### [Directions]
The word "mpsc" occurs in some of the lines below; copy each of those lines.

### [Saved entries]
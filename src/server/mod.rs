//! Process-level facade over the raft groups hosted by one node.
//!
//! A [`MetaStorageServer`] owns:
//! - One sled database holding a raft log tree per group
//! - A [`RaftGroup`] per hosted group, each with its own apply actor and event loop
//! - Optional background compactors, one per group
//!
//! Groups are independent: each has its own log, revision sequence and leader.

use std::collections::HashMap;
use std::path::PathBuf;
use std::sync::Arc;
use std::time::Duration;

use dashmap::DashMap;
use parking_lot::Mutex;
use thiserror::Error;
use tokio::sync::{mpsc, watch};
use tokio::task::JoinHandle;
use tracing::{info, warn};

use crate::invoke::{Statement, DEFAULT_MAX_DEPTH};
use crate::metastorage::InvokeResult;
use crate::raft::{
    GroupConfig, GroupId, ListenerId, LocalCluster, Membership, ProposalError, RaftError,
    RaftGroup, RaftGroupEventsListener, RaftLog,
};
use crate::storage::{CompactionMode, Compactor, Entry, ErrorCode, Revision, StorageError};
use crate::watch::{WatchError, WatchEvent, WatchRange};

/// How often revision-mode auto compaction checks the revision counter.
const REVISION_COMPACTION_CHECK: Duration = Duration::from_secs(300);

#[derive(Error, Debug)]
pub enum ServerError {
    #[error("Unknown group: {0}")]
    UnknownGroup(GroupId),

    #[error("Group {0} is already hosted")]
    GroupExists(GroupId),

    #[error(transparent)]
    Proposal(#[from] ProposalError),

    #[error(transparent)]
    Storage(#[from] StorageError),

    #[error(transparent)]
    Watch(#[from] WatchError),

    #[error(transparent)]
    Raft(#[from] RaftError),

    #[error("Log database error: {0}")]
    Database(String),
}

impl ServerError {
    /// Storage error category, if this is a read failure.
    pub fn code(&self) -> Option<ErrorCode> {
        match self {
            ServerError::Storage(e) => Some(e.code()),
            _ => None,
        }
    }
}

pub type ServerResult<T> = std::result::Result<T, ServerError>;

/// Configuration for one metastorage node.
#[derive(Clone, Debug)]
pub struct ServerConfig {
    /// Human-readable name for this member.
    pub name: String,

    /// Raft identity of this node in every group it hosts.
    pub node_id: u64,

    /// Path to the data directory.
    pub data_dir: PathBuf,

    /// Groups started with the server.
    pub groups: Vec<GroupId>,

    /// Initial voters of every group, including this node.
    pub peers: Vec<u64>,

    /// Time in milliseconds of a heartbeat interval.
    pub heartbeat_interval_ms: u64,

    /// Time in milliseconds for an election to timeout.
    pub election_timeout_ms: u64,

    /// Time in milliseconds a proposal may wait to be applied.
    pub proposal_timeout_ms: u64,

    /// Deepest accepted nesting of a transaction program.
    pub max_program_depth: usize,

    /// Auto compaction mode (periodic or revision).
    pub auto_compaction_mode: AutoCompactionMode,

    /// Auto compaction retention (retention string or revision number).
    pub auto_compaction_retention: String,
}

/// Auto compaction mode.
#[derive(Clone, Debug, PartialEq, Eq)]
pub enum AutoCompactionMode {
    /// Compact everything applied so far, once per retention period.
    Periodic,
    /// Keep the newest N revisions.
    Revision,
}

impl AutoCompactionMode {
    pub fn from_str(s: &str) -> anyhow::Result<Self> {
        match s.to_lowercase().as_str() {
            "periodic" => Ok(AutoCompactionMode::Periodic),
            "revision" => Ok(AutoCompactionMode::Revision),
            _ => Err(anyhow::anyhow!(
                "Invalid compaction mode: {}. Must be 'periodic' or 'revision'",
                s
            )),
        }
    }
}

impl Default for ServerConfig {
    fn default() -> Self {
        Self {
            name: "default".to_string(),
            node_id: 1,
            data_dir: PathBuf::from("default.metastorage"),
            groups: vec![GroupId::new("metastorage")],
            peers: vec![1],
            heartbeat_interval_ms: 50,
            election_timeout_ms: 300,
            proposal_timeout_ms: 5000,
            max_program_depth: DEFAULT_MAX_DEPTH,
            auto_compaction_mode: AutoCompactionMode::Periodic,
            auto_compaction_retention: "0".to_string(),
        }
    }
}

impl ServerConfig {
    /// Raft settings for `group` derived from this configuration.
    pub fn group_config(&self, group: GroupId, peers: Vec<u64>) -> GroupConfig {
        let mut config = GroupConfig::new(group, self.node_id, peers)
            .with_timeouts(
                Duration::from_millis(self.election_timeout_ms),
                Duration::from_millis(self.election_timeout_ms * 2),
                Duration::from_millis(self.heartbeat_interval_ms),
            )
            .with_proposal_timeout(Duration::from_millis(self.proposal_timeout_ms));
        config.max_program_depth = self.max_program_depth;
        config
    }

    /// Background compaction schedule and retained revision count, `None` if disabled.
    pub fn compaction(&self) -> anyhow::Result<Option<(CompactionMode, u64)>> {
        let retention = self.auto_compaction_retention.trim();
        if retention.is_empty() || retention == "0" {
            return Ok(None);
        }

        match self.auto_compaction_mode {
            AutoCompactionMode::Periodic => {
                let period = parse_retention(retention)?;
                Ok(Some((CompactionMode::Periodic(period), 0)))
            }
            AutoCompactionMode::Revision => {
                let keep: u64 = retention.parse().map_err(|_| {
                    anyhow::anyhow!("Invalid revision retention: {}", retention)
                })?;
                Ok(Some((CompactionMode::Periodic(REVISION_COMPACTION_CHECK), keep)))
            }
        }
    }
}

/// Parses a retention period: `"500ms"`, `"30s"`, `"10m"`, `"2h"`, or a bare number of hours.
pub fn parse_retention(s: &str) -> anyhow::Result<Duration> {
    let s = s.trim();
    let (digits, unit) = match s.find(|c: char| !c.is_ascii_digit()) {
        Some(pos) => s.split_at(pos),
        None => (s, "h"),
    };

    let amount: u64 = digits
        .parse()
        .map_err(|_| anyhow::anyhow!("Invalid retention: {}", s))?;

    match unit {
        "ms" => Ok(Duration::from_millis(amount)),
        "s" => Ok(Duration::from_secs(amount)),
        "m" => Ok(Duration::from_secs(amount * 60)),
        "h" => Ok(Duration::from_secs(amount * 3600)),
        _ => Err(anyhow::anyhow!(
            "Invalid retention unit in {}. Use ms, s, m or h",
            s
        )),
    }
}

/// One metastorage node hosting any number of raft groups.
pub struct MetaStorageServer {
    config: ServerConfig,
    cluster: LocalCluster,
    db: sled::Db,
    groups: DashMap<GroupId, Arc<RaftGroup>>,
    background_tasks: Mutex<HashMap<GroupId, Vec<JoinHandle<()>>>>,
}

impl MetaStorageServer {
    /// Opens the log database and starts every configured group.
    ///
    /// Servers sharing `cluster` can replicate to each other.
    pub async fn new(config: ServerConfig, cluster: LocalCluster) -> anyhow::Result<Self> {
        info!(
            name = %config.name,
            node_id = config.node_id,
            data_dir = %config.data_dir.display(),
            "Initializing metastorage server"
        );

        // Fail on a bad schedule before anything is started.
        config.compaction()?;

        let db = sled::open(config.data_dir.join("raft"))
            .map_err(|e| anyhow::anyhow!("Failed to open raft log database: {}", e))?;

        let server = Self {
            config,
            cluster,
            db,
            groups: DashMap::new(),
            background_tasks: Mutex::new(HashMap::new()),
        };

        for group in server.config.groups.clone() {
            server
                .add_group(group.clone(), server.config.peers.clone())
                .await
                .map_err(|e| anyhow::anyhow!("Failed to start group {}: {}", group, e))?;
        }

        info!("Metastorage server initialization complete");
        Ok(server)
    }

    /// Starts hosting a replica of `group` with the given initial voters.
    pub async fn add_group(&self, group: GroupId, peers: Vec<u64>) -> ServerResult<Arc<RaftGroup>> {
        self.start_group(group, peers, None).await
    }

    /// Starts a replica of a new group whose store begins as a copy of `snapshot`.
    pub async fn add_group_from_snapshot(
        &self,
        group: GroupId,
        peers: Vec<u64>,
        snapshot: &[u8],
    ) -> ServerResult<Arc<RaftGroup>> {
        self.start_group(group, peers, Some(snapshot)).await
    }

    async fn start_group(
        &self,
        group: GroupId,
        peers: Vec<u64>,
        seed: Option<&[u8]>,
    ) -> ServerResult<Arc<RaftGroup>> {
        if self.groups.contains_key(&group) {
            return Err(ServerError::GroupExists(group));
        }

        let tree = self
            .db
            .open_tree(format!("raft_log/{}", group))
            .map_err(|e| ServerError::Database(e.to_string()))?;
        let log = RaftLog::new(tree)?;

        let transport = self.cluster.transport(&group);
        let config = self.config.group_config(group.clone(), peers);
        let raft = RaftGroup::start_with_seed(config, log, Arc::new(transport.clone()), seed).await?;
        transport.register(self.config.node_id, &raft);

        let mut tasks = vec![raft.clone().run()];
        match self.config.compaction() {
            Ok(Some((mode, retain))) => {
                tasks.push(Compactor::new(raft.compaction().clone(), mode, retain).run());
            }
            Ok(None) => {}
            Err(e) => warn!(group = %group, error = %e, "Auto compaction disabled"),
        }

        self.background_tasks.lock().insert(group.clone(), tasks);
        self.groups.insert(group.clone(), raft.clone());

        info!(group = %group, node_id = self.config.node_id, "Group started");
        Ok(raft)
    }

    /// Stops hosting `group` on this node.
    pub async fn remove_group(&self, group: &GroupId) -> ServerResult<()> {
        let (_, raft) = self
            .groups
            .remove(group)
            .ok_or_else(|| ServerError::UnknownGroup(group.clone()))?;

        if let Some(tasks) = self.background_tasks.lock().remove(group) {
            for task in tasks {
                task.abort();
            }
        }
        self.cluster.transport(group).deregister(self.config.node_id);
        raft.shutdown().await?;

        info!(group = %group, "Group stopped");
        Ok(())
    }

    pub fn group(&self, group: &GroupId) -> ServerResult<Arc<RaftGroup>> {
        self.groups
            .get(group)
            .map(|raft| raft.value().clone())
            .ok_or_else(|| ServerError::UnknownGroup(group.clone()))
    }

    pub fn groups(&self) -> Vec<GroupId> {
        let mut groups: Vec<GroupId> = self.groups.iter().map(|g| g.key().clone()).collect();
        groups.sort();
        groups
    }

    /// Submits a transaction program to the group's leader replica on this node.
    pub async fn propose(&self, group: &GroupId, program: Statement) -> ServerResult<InvokeResult> {
        let raft = self.group(group)?;
        Ok(raft.propose(program).await?)
    }

    /// Linearizable read of `key` as of `revision` (latest when `None`).
    pub async fn get(
        &self,
        group: &GroupId,
        key: &[u8],
        revision: Option<Revision>,
    ) -> ServerResult<Entry> {
        let raft = self.group(group)?;
        raft.read_index().await?;
        Ok(raft.compaction().read(key, revision)?)
    }

    /// Linearizable read of the live keys in `[start, end)`.
    pub async fn range(
        &self,
        group: &GroupId,
        start: &[u8],
        end: &[u8],
        revision: Option<Revision>,
    ) -> ServerResult<Vec<Entry>> {
        let raft = self.group(group)?;
        raft.read_index().await?;
        Ok(raft.compaction().range(start, end, revision)?)
    }

    /// Read from this replica's applied state without contacting a quorum.
    pub fn get_local(
        &self,
        group: &GroupId,
        key: &[u8],
        revision: Option<Revision>,
    ) -> ServerResult<Entry> {
        Ok(self.group(group)?.compaction().read(key, revision)?)
    }

    /// Advances this replica's compaction watermark towards `up_to`.
    ///
    /// Returns the watermark after the call.
    pub fn request_compaction(&self, group: &GroupId, up_to: Revision) -> ServerResult<Revision> {
        Ok(self.group(group)?.compaction().request_compaction(up_to))
    }

    pub fn snapshot(&self, group: &GroupId) -> ServerResult<Vec<u8>> {
        Ok(self.group(group)?.compaction().snapshot()?)
    }

    pub async fn change_peers(&self, group: &GroupId, peers: Vec<u64>) -> ServerResult<Membership> {
        let raft = self.group(group)?;
        Ok(raft.change_peers(peers).await?)
    }

    pub fn register_listener(
        &self,
        group: &GroupId,
        listener: Arc<dyn RaftGroupEventsListener>,
    ) -> ServerResult<ListenerId> {
        Ok(self.group(group)?.dispatcher().register(listener))
    }

    pub fn deregister_listener(&self, group: &GroupId, id: ListenerId) -> ServerResult<bool> {
        Ok(self.group(group)?.dispatcher().deregister(id))
    }

    /// Watches `range` from `start_revision` on. Events arrive on the returned channel.
    pub fn watch(
        &self,
        group: &GroupId,
        range: WatchRange,
        start_revision: Revision,
        capacity: usize,
    ) -> ServerResult<(u64, mpsc::Receiver<WatchEvent>)> {
        if capacity == 0 {
            return Err(WatchError::InvalidConfig("Watch capacity must be positive".to_string()).into());
        }
        let (tx, rx) = mpsc::channel(capacity);
        let watch_id = self.group(group)?.watch_hub().create_watch(range, start_revision, tx)?;
        Ok((watch_id, rx))
    }

    pub fn cancel_watch(&self, group: &GroupId, watch_id: u64) -> ServerResult<()> {
        Ok(self.group(group)?.watch_hub().cancel_watch(watch_id)?)
    }

    /// Receiver that always holds the group's latest applied revision.
    pub fn subscribe_revisions(&self, group: &GroupId) -> ServerResult<watch::Receiver<Revision>> {
        Ok(self.group(group)?.watch_hub().subscribe_revisions())
    }

    pub fn config(&self) -> &ServerConfig {
        &self.config
    }

    pub fn cluster(&self) -> &LocalCluster {
        &self.cluster
    }

    /// Serves until `shutdown` resolves, then stops every group.
    pub async fn run(&self, shutdown: impl std::future::Future<Output = ()>) -> anyhow::Result<()> {
        info!(
            name = %self.config.name,
            groups = ?self.groups(),
            "Metastorage server running"
        );
        shutdown.await;

        info!("Metastorage server shutting down");
        self.shutdown().await
    }

    pub async fn shutdown(&self) -> anyhow::Result<()> {
        for group in self.groups() {
            if let Err(e) = self.remove_group(&group).await {
                warn!(group = %group, error = %e, "Failed to stop group");
            }
        }

        self.db
            .flush_async()
            .await
            .map_err(|e| anyhow::anyhow!("Failed to flush raft log database: {}", e))?;
        Ok(())
    }
}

### [Finished exercise]
use tokio::sync::{mpsc, watch};
    ) -> ServerResult<(u64, mpsc::Receiver<WatchEvent>)> {
        let (tx, rx) = mpsc::channel(capacity);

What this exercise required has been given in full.